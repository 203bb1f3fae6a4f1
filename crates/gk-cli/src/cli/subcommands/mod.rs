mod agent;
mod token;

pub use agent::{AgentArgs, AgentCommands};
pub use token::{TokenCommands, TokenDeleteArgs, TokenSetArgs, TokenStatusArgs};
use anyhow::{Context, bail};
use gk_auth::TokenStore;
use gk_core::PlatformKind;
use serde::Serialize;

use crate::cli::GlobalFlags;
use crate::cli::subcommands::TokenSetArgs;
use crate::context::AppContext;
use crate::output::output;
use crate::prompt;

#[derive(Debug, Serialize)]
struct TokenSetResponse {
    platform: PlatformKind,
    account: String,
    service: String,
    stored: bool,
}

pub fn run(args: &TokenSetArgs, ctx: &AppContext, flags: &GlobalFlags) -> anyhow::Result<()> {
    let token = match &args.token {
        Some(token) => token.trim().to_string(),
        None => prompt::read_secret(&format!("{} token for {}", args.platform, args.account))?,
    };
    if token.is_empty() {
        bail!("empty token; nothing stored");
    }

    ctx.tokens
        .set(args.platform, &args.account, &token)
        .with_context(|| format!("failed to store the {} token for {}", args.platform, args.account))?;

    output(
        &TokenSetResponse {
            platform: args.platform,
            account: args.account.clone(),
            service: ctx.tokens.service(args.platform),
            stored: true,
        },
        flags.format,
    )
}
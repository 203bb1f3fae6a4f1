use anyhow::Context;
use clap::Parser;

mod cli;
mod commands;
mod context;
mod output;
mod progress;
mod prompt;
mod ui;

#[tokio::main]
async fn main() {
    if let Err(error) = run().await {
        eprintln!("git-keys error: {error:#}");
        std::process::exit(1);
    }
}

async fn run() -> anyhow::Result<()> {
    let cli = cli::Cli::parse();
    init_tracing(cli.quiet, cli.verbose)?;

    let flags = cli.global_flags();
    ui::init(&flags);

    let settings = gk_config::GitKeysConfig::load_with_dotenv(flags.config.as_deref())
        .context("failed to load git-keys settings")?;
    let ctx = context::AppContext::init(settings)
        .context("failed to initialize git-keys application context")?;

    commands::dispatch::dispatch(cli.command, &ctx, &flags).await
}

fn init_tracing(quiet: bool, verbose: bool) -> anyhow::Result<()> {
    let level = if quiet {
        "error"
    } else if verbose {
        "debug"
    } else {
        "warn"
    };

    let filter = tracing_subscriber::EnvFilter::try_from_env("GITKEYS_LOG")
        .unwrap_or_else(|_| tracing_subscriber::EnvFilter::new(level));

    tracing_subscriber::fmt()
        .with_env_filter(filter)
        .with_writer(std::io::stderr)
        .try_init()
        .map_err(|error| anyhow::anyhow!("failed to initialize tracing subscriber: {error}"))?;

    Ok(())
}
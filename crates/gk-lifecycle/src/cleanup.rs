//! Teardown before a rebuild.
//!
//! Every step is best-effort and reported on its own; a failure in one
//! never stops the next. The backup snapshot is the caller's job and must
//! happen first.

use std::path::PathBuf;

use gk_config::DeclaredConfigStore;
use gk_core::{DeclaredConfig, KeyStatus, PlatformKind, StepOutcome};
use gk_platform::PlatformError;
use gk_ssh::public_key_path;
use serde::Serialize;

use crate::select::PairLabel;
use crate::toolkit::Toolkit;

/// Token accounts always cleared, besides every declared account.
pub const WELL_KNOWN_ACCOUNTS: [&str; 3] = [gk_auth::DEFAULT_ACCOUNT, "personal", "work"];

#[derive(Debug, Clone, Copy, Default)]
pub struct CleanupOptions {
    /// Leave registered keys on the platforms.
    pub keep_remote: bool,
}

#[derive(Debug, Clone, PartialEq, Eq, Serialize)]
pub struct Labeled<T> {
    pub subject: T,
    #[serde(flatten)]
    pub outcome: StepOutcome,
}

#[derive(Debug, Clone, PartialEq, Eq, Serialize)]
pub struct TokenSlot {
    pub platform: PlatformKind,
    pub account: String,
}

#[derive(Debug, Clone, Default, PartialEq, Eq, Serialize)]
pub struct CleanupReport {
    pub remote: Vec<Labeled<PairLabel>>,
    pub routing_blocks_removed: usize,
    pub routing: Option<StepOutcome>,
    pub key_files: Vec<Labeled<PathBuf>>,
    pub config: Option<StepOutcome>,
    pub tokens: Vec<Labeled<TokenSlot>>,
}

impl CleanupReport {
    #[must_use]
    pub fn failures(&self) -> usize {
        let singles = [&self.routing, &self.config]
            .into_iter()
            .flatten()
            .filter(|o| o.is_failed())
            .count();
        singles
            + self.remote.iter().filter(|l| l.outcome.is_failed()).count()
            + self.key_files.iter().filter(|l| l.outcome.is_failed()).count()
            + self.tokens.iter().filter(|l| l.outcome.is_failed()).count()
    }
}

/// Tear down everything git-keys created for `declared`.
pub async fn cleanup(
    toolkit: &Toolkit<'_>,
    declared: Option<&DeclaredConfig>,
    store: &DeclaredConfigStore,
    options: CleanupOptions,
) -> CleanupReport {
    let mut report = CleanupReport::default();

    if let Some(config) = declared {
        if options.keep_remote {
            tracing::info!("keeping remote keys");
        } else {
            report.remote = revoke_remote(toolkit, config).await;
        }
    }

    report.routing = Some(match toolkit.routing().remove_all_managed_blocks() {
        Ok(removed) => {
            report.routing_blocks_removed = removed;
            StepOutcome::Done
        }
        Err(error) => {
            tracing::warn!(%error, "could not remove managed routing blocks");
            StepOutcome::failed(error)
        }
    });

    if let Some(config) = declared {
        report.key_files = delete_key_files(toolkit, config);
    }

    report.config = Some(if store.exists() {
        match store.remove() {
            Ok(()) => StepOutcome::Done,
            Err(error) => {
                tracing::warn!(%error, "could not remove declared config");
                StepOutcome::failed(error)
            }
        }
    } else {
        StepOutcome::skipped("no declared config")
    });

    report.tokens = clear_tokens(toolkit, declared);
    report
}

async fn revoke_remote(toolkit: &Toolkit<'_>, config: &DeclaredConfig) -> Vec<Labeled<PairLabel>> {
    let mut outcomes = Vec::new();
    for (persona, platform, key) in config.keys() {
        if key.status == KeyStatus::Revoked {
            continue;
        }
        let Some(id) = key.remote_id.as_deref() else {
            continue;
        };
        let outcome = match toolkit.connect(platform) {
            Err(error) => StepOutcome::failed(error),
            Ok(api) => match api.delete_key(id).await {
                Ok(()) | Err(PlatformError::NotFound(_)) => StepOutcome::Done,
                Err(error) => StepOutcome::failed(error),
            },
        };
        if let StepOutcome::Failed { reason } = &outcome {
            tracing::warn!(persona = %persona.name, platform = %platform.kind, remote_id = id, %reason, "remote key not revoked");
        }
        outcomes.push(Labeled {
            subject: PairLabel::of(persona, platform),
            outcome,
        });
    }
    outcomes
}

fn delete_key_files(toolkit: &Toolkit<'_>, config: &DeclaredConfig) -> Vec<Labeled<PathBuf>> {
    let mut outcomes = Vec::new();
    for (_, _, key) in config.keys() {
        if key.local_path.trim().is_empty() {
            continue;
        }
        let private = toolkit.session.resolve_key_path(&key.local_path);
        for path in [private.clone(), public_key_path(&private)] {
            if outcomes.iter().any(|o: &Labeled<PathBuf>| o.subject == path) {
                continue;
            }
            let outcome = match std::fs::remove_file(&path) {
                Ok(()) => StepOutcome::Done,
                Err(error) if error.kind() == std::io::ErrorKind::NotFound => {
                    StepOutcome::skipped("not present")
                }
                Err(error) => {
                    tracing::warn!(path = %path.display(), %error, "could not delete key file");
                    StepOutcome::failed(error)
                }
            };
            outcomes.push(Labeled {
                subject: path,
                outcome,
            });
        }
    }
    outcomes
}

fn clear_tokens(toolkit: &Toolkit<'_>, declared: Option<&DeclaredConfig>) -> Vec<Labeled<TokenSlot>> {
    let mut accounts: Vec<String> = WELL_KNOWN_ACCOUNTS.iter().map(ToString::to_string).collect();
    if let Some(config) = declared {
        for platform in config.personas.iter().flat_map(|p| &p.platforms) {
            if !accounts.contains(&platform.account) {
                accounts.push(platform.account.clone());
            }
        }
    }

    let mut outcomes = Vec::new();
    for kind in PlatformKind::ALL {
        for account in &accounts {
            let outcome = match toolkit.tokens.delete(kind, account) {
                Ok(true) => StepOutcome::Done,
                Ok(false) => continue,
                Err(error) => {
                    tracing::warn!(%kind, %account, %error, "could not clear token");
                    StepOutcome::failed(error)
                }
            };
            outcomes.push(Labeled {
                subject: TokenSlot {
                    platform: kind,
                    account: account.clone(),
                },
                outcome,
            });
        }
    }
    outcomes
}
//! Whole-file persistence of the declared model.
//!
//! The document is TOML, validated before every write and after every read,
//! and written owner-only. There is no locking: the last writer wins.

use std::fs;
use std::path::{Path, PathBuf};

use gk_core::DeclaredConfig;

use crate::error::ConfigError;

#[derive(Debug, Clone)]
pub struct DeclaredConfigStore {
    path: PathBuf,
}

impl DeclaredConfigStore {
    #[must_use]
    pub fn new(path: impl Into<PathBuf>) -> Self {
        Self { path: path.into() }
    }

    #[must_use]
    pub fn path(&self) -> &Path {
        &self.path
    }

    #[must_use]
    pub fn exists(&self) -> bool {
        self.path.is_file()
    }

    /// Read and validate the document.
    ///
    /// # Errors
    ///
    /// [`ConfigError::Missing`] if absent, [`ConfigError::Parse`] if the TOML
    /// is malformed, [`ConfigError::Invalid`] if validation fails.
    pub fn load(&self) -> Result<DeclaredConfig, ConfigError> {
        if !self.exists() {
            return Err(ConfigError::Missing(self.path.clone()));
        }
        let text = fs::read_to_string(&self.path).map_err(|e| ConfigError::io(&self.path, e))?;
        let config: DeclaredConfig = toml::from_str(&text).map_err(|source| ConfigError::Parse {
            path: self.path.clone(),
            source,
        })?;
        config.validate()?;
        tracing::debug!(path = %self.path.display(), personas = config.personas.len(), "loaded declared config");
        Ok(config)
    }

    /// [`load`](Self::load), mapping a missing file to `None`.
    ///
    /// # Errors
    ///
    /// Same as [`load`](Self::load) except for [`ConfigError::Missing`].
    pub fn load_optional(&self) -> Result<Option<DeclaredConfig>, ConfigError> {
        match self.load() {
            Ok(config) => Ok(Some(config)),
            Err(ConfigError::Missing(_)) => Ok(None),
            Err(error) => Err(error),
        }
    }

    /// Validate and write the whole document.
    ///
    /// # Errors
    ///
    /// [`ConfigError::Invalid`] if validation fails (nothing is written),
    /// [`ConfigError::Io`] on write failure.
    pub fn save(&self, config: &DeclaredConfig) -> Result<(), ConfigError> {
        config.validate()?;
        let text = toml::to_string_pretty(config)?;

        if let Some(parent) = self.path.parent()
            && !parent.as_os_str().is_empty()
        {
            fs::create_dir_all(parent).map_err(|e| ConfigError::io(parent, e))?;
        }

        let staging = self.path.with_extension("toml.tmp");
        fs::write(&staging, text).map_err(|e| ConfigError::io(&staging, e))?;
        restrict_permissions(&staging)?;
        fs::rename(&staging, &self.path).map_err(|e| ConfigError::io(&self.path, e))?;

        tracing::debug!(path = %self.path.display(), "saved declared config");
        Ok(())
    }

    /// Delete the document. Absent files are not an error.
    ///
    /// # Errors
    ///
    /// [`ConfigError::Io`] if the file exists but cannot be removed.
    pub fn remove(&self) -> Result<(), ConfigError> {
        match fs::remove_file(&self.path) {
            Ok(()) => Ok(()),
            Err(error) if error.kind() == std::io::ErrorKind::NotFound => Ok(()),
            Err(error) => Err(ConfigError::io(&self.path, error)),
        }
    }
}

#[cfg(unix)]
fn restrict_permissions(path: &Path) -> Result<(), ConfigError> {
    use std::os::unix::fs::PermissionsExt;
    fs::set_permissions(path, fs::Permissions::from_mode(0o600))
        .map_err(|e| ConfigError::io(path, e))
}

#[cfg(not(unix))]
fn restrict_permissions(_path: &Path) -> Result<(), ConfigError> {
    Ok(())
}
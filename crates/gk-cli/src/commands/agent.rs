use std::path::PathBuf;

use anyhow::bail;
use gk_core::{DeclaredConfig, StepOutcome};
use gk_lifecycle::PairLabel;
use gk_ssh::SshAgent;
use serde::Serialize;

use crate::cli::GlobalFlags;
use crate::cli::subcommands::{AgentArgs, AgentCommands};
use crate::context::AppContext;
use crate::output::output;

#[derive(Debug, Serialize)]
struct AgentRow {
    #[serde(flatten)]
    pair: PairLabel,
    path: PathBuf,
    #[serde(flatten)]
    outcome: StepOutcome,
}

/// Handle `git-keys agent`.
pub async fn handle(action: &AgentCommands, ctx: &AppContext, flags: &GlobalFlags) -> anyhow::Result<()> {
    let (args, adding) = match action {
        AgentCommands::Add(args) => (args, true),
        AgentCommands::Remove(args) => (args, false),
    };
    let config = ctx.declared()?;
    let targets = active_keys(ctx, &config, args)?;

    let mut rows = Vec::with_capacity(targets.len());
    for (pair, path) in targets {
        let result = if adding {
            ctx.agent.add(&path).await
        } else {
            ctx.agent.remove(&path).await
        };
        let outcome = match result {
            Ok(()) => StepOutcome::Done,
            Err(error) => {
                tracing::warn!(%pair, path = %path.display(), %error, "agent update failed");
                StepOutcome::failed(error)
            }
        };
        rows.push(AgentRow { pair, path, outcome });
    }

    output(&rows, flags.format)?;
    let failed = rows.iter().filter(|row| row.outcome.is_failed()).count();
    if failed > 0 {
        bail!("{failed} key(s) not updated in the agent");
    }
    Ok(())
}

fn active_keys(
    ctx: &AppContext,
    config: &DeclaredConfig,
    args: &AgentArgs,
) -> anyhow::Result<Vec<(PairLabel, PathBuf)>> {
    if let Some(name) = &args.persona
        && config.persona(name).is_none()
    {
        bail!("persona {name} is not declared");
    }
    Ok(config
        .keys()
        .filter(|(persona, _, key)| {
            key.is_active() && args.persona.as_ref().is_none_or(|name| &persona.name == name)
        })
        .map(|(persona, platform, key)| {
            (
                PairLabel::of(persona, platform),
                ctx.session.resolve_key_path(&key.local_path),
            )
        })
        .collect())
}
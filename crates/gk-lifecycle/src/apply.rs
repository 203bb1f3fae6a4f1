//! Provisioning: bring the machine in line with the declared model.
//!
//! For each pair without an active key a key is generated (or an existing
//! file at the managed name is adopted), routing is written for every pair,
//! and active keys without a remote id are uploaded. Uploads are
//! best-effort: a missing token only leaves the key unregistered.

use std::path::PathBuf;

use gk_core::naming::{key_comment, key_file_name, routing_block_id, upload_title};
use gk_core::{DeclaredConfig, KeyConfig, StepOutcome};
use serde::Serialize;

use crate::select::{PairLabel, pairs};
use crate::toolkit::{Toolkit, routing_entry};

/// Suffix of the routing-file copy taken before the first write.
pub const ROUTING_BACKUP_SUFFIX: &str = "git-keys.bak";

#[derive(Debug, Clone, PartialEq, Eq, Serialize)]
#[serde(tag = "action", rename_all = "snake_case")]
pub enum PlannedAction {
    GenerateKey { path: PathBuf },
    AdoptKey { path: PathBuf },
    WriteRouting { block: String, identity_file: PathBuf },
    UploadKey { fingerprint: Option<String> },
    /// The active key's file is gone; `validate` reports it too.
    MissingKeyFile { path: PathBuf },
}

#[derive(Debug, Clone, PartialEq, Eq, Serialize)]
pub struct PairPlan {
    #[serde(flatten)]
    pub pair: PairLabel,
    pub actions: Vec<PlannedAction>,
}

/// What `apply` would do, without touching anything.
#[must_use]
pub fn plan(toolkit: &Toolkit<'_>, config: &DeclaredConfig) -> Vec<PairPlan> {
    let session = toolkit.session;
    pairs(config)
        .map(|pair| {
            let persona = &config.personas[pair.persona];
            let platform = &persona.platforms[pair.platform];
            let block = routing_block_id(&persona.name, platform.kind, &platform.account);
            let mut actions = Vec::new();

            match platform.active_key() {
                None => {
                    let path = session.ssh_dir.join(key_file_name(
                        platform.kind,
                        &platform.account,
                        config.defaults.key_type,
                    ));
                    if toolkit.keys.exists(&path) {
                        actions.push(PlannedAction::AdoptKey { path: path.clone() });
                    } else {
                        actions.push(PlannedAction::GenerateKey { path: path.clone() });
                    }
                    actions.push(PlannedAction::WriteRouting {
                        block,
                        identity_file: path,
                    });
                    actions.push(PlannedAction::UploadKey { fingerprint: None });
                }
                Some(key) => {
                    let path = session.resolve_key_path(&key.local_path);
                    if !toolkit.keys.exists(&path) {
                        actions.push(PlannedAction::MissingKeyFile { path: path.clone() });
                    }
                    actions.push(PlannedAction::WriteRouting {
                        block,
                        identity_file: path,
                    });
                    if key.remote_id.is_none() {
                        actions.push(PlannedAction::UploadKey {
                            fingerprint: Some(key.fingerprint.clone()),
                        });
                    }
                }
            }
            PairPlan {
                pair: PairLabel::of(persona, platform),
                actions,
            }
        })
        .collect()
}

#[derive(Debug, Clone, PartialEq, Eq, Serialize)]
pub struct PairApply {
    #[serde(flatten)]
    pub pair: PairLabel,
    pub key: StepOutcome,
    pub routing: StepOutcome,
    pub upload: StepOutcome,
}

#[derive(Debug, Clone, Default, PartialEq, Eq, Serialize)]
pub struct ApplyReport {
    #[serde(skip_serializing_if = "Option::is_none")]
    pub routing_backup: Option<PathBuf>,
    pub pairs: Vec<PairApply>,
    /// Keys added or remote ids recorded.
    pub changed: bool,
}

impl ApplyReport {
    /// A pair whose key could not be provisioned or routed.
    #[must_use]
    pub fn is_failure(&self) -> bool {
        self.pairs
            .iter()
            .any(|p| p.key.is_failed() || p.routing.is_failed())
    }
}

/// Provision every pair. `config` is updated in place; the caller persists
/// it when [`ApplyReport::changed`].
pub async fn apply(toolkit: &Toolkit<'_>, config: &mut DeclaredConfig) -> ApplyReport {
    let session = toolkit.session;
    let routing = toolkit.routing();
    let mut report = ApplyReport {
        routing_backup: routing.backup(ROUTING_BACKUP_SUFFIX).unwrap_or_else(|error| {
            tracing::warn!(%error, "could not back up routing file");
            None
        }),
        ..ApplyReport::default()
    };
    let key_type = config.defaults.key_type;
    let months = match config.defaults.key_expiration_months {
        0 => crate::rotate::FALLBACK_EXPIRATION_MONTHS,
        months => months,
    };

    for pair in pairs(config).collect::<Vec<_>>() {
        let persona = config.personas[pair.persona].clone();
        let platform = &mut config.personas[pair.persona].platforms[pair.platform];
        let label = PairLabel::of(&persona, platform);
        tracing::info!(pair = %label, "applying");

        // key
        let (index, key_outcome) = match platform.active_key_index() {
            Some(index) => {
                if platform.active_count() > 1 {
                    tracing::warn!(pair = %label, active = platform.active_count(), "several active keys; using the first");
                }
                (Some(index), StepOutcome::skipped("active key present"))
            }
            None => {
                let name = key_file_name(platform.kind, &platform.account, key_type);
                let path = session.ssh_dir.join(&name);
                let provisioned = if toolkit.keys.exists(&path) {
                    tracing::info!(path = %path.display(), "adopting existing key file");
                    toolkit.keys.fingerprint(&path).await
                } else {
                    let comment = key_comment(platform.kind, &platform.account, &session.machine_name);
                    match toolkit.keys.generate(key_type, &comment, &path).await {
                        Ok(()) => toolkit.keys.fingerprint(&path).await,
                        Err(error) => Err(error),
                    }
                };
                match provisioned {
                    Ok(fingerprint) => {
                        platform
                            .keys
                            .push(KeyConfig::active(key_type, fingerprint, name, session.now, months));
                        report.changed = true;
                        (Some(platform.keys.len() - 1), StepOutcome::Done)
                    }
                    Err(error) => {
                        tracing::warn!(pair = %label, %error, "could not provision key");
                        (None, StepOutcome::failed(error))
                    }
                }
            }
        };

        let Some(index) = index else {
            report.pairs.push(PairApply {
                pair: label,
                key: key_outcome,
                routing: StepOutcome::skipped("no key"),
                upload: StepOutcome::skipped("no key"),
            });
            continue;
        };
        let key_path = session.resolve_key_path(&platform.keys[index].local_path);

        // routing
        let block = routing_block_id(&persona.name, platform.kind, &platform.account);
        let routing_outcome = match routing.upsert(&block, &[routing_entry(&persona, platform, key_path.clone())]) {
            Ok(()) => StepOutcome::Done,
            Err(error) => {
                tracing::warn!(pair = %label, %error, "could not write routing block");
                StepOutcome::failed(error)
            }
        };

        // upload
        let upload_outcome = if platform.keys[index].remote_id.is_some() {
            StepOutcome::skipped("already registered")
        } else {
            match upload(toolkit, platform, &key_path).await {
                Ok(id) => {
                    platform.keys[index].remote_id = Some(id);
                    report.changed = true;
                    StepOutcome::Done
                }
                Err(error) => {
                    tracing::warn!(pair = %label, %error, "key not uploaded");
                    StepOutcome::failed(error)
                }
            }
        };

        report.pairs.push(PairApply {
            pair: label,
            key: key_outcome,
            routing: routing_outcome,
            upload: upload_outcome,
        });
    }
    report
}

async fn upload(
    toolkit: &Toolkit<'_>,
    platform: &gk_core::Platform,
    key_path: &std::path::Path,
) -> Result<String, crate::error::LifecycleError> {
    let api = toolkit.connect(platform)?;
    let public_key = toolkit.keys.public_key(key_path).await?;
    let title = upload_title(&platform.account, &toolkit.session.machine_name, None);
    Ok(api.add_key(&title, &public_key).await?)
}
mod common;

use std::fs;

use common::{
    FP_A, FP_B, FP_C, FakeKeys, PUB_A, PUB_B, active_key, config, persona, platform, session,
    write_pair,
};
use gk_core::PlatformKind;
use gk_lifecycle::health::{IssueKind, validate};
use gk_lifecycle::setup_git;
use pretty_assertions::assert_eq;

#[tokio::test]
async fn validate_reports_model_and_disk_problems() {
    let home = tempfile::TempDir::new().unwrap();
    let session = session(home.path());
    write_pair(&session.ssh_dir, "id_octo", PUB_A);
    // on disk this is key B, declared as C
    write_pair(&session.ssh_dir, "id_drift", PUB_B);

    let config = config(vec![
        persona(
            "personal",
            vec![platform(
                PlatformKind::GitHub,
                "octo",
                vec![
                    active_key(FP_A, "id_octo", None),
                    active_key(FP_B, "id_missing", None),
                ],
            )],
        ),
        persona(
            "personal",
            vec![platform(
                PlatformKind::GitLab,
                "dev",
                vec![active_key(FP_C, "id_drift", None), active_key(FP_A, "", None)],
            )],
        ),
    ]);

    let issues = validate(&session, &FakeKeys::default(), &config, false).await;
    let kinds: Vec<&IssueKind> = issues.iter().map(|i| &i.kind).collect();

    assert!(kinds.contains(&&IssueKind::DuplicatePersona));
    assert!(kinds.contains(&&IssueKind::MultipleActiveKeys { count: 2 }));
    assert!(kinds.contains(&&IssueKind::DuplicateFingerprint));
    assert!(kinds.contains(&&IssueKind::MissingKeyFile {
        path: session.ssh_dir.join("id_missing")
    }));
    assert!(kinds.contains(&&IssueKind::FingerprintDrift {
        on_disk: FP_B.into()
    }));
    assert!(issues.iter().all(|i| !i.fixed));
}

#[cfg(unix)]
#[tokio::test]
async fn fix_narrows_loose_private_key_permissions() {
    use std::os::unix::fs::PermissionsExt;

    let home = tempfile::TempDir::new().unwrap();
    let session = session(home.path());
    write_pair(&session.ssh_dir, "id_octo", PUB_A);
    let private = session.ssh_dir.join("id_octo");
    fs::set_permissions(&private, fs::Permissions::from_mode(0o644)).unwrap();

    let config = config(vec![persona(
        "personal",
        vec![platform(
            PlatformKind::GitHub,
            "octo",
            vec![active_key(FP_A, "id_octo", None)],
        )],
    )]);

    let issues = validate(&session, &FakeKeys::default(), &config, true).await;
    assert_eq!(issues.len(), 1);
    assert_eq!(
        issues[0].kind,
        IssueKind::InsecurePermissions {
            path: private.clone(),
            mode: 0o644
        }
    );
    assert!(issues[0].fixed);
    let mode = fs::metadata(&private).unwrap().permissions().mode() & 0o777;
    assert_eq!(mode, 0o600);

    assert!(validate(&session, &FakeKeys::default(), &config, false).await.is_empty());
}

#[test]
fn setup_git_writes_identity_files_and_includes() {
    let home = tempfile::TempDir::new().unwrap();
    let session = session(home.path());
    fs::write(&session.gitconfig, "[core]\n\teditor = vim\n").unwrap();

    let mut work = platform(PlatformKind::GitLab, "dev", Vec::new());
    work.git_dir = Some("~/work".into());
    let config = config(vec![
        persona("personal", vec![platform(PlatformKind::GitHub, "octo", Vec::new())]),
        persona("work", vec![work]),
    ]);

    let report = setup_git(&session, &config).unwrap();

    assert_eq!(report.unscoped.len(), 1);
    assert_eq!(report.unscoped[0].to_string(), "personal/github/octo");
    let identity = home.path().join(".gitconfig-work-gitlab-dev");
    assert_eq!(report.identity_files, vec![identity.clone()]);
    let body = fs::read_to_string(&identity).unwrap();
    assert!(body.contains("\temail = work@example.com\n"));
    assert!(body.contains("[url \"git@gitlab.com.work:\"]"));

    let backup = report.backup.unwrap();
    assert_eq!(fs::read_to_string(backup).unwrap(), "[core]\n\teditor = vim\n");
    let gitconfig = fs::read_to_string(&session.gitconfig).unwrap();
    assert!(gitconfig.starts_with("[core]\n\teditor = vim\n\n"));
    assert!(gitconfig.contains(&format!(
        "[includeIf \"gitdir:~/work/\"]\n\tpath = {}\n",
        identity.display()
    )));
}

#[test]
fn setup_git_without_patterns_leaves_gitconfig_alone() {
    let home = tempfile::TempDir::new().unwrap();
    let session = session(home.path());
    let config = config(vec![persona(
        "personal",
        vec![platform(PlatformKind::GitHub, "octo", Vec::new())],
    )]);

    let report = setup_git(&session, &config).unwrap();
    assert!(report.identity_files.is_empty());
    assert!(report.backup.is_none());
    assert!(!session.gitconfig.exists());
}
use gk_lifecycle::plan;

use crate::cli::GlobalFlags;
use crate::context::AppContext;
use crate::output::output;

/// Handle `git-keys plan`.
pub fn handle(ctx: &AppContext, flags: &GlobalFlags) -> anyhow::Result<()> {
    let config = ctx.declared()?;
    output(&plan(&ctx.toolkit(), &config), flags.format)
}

::::

Filter the listing above for the string "AgentArgs" and copy every matching line.

▶ Answer below
pub use agent::{AgentArgs, AgentCommands};
use crate::cli::subcommands::{AgentArgs, AgentCommands};
    args: &AgentArgs,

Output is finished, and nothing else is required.